(Data entries)
____
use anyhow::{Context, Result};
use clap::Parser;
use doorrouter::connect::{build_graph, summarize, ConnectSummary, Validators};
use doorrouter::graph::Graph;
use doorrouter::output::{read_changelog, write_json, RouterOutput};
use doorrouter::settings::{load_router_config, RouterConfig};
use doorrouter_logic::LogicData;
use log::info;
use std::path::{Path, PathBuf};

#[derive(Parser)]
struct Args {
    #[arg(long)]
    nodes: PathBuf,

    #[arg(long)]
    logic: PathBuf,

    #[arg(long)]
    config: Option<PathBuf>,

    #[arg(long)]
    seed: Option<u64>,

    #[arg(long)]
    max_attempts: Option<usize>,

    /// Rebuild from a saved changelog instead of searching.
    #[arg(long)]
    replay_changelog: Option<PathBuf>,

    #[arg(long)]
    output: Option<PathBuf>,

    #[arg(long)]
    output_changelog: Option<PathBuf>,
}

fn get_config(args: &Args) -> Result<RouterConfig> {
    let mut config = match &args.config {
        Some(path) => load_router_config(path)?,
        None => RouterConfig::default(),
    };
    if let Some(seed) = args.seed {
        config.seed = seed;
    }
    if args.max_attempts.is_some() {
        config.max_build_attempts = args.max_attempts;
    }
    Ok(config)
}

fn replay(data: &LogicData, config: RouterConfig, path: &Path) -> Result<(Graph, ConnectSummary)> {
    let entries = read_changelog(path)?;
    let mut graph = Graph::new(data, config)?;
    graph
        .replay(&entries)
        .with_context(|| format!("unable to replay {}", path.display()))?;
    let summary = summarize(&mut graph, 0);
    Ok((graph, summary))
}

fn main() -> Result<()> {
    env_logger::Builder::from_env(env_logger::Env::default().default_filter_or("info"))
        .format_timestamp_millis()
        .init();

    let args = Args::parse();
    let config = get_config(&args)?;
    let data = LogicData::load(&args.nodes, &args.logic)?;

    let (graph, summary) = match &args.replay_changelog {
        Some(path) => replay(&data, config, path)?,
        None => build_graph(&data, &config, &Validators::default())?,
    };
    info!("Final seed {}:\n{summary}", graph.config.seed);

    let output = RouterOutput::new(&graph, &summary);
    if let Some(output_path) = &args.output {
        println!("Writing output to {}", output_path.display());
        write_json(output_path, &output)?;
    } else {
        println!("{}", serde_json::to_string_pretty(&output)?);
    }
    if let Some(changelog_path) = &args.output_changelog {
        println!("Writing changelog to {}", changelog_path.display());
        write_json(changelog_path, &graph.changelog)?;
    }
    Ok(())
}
____
Would you retype exactly the lines above, from the line with "instead of searching." to the line with "let mut config", with both end lines kept and nothing more?

    /// Rebuild from a saved changelog instead of searching.
    #[arg(long)]
    replay_changelog: Option<PathBuf>,

    #[arg(long)]
    output: Option<PathBuf>,

    #[arg(long)]
    output_changelog: Option<PathBuf>,
}

fn get_config(args: &Args) -> Result<RouterConfig> {
    let mut config = match &args.config {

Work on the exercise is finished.